Marché des agents libres dans la NFL: Les bons coups

Lorsqu’on pense aux meilleurs contrats d’agents libres de l’histoire de la NFL, quels noms nous viennent à l’esprit? On peut penser à Reggie White aux Packers, Deion Sanders aux 49ers en 1994, le même Deion aux Cowboys l’année suivante, Drew Brees aux Saints. Cependant, il n’y en a pas autant qu’on pourrait le croire. Bien qu’il soit impossible de se prononcer définitivement sur la cuvée de cette année, plusieurs d’entre eux se sont maintenant casés et ceux qui demeurent sans contrat devront, en toute vraisemblance, attendre après le repêchage pour se trouver une nouvelle équipe. Cependant, tous les contrats d’agents libres ne sont pas créés égaux, et je vous propose, d’ici au repêchage, de faire un survol de ces acquisitions, bonnes et moins bonnes, afin de féliciter le bon travail et de rire du moins bon. Je commence donc par les choix les plus éclairés de la part des équipes de la NFL.

Les aubaines

Souvent, les meilleures décisions en matière d’agents libres ne sont pas aussi retentissantes qu’on pourrait le croire.
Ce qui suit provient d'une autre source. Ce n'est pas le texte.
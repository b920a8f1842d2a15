//! Transport primitives for Pocket API calls.
//!
//! Pocket accepts JSON request bodies but answers with `application/x-www-form-urlencoded`
//! payloads, and reports failures through the `X-Error`/`X-Error-Code` headers instead of the
//! body. [`ReqwestHttpClient`] owns the wire side, [`ResponseMetadata`] captures the status and
//! error headers, and [`FormValues`] is the decoded success body.

// std
use std::ops::Deref;
// crates.io
use reqwest::{
	Response,
	header::{CONTENT_TYPE, HeaderMap, HeaderValue},
};
// self
use crate::{
	_prelude::*,
	error::{ConfigError, TransportError},
};

/// Content type sent with every request body.
pub const JSON_CONTENT_TYPE: &str = "application/json; charset=UTF8";
/// Header carrying Pocket's human-readable error message on non-200 responses.
pub const X_ERROR_HEADER: &str = "X-Error";
/// Header carrying Pocket's numeric error code on non-200 responses.
pub const X_ERROR_CODE_HEADER: &str = "X-Error-Code";

/// Thin wrapper around [`ReqwestClient`] so shared HTTP behavior lives in one place.
#[derive(Clone, Debug, Default)]
pub struct ReqwestHttpClient(pub ReqwestClient);
impl ReqwestHttpClient {
	/// Wraps an existing reqwest [`ReqwestClient`].
	pub fn with_client(client: ReqwestClient) -> Self {
		Self(client)
	}

	/// Builds a client whose every request is bounded by `timeout`.
	pub fn with_timeout(timeout: Duration) -> Result<Self, ConfigError> {
		let client = ReqwestClient::builder().timeout(timeout).build()?;

		Ok(Self(client))
	}

	/// POSTs a pre-encoded JSON body and returns the raw response, whatever its status.
	pub(crate) async fn post_json(
		&self,
		url: &Url,
		body: Vec<u8>,
		timeout: Duration,
	) -> Result<Response, TransportError> {
		let response = self
			.0
			.post(url.clone())
			.header(CONTENT_TYPE, HeaderValue::from_static(JSON_CONTENT_TYPE))
			.timeout(timeout)
			.body(body)
			.send()
			.await?;

		Ok(response)
	}
}
impl AsRef<ReqwestClient> for ReqwestHttpClient {
	fn as_ref(&self) -> &ReqwestClient {
		&self.0
	}
}
impl Deref for ReqwestHttpClient {
	type Target = ReqwestClient;

	fn deref(&self) -> &Self::Target {
		&self.0
	}
}

/// Status and error headers captured from a Pocket response.
#[derive(Clone, Debug, Default, PartialEq, Eq)]
pub struct ResponseMetadata {
	/// HTTP status code.
	pub status: u16,
	/// `X-Error` header value, if present.
	pub error: Option<String>,
	/// `X-Error-Code` header value, if present.
	pub error_code: Option<String>,
}
impl ResponseMetadata {
	/// Extracts metadata from a status code and header map.
	pub fn from_parts(status: u16, headers: &HeaderMap) -> Self {
		Self {
			status,
			error: header_text(headers, X_ERROR_HEADER),
			error_code: header_text(headers, X_ERROR_CODE_HEADER),
		}
	}

	/// Whether the status is exactly `200 OK`; Pocket signals every failure otherwise.
	pub fn is_ok(&self) -> bool {
		self.status == 200
	}

	/// Converts the metadata of a failed response into an API error.
	pub fn into_api_error(self) -> Error {
		Error::Api {
			status: self.status,
			message: self.error.unwrap_or_default(),
			code: self.error_code,
		}
	}
}

/// Decoded `application/x-www-form-urlencoded` response body.
///
/// Keys may repeat; [`get`](FormValues::get) returns the first value like most form decoders.
#[derive(Clone, Debug, Default, PartialEq, Eq)]
pub struct FormValues(BTreeMap<String, Vec<String>>);
impl FormValues {
	/// Decodes a form-encoded body. Malformed escapes are kept literally.
	pub fn parse(input: &[u8]) -> Self {
		let mut values = BTreeMap::<String, Vec<String>>::new();

		for (key, value) in url::form_urlencoded::parse(input) {
			values.entry(key.into_owned()).or_default().push(value.into_owned());
		}

		Self(values)
	}

	/// Returns the first value for `key`.
	pub fn get(&self, key: &str) -> Option<&str> {
		self.0.get(key).and_then(|values| values.first()).map(String::as_str)
	}

	/// Returns the first value for `key` when it is present and non-empty.
	pub fn get_non_empty(&self, key: &str) -> Option<&str> {
		self.get(key).filter(|value| !value.is_empty())
	}
}

// Header bytes outside visible ASCII are kept (lossily decoded) instead of dropping the message.
fn header_text(headers: &HeaderMap, name: &str) -> Option<String> {
	headers.get(name).map(|value| String::from_utf8_lossy(value.as_bytes()).into_owned())
}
Alors que les gros contrats constituent souvent les attrape-nigaud de la pire espèce (oui, je vous regarde, Raiders et Redskins!!), les équipes gagnent souvent à se concentrer sur des joueurs qui, pour plusieurs raisons, ne commanderont pas le genre de contrat que leur talent pourrait suggérer. Souvent, on aura affaire à des joueurs talentueux qui luttent contre les blessures. On peut aussi trouver d’excellents joueurs dont la productivité souffre du fait d’évoluer pour une mauvaise équipe ou dans le mauvais système. Ou encore, il peut simplement s’agir de diamants que l’on aura repérés avant tout le monde (le nom de Wes Welker vient à l’esprit). Cette section est truffée de maraudeurs. Je vous jure que je ne le fais pas exprès, mais c’est une position tellement malaimée et sous-évaluée dans la NFL qu’on ne devrait pas se surprendre qu’elle soit la position “bon deal” du football. Les joueurs ne sont pas classés dans quelque ordre particulier. Et avant que certains ne m’en parlent, oui, j’adore la signature du maraudeur Adrian Wilson par les Patriots. Mais même si je ne ferais pas trop confiance au jugement de l’ancienne administration des Cardinals, quelque chose me dit qu’une équipe d’une qualité aussi discutable ne laisserait pas partir Wilson si elle jugeait qu’il pouvait encore jouer à un haut niveau. Les aubaines, les voici donc.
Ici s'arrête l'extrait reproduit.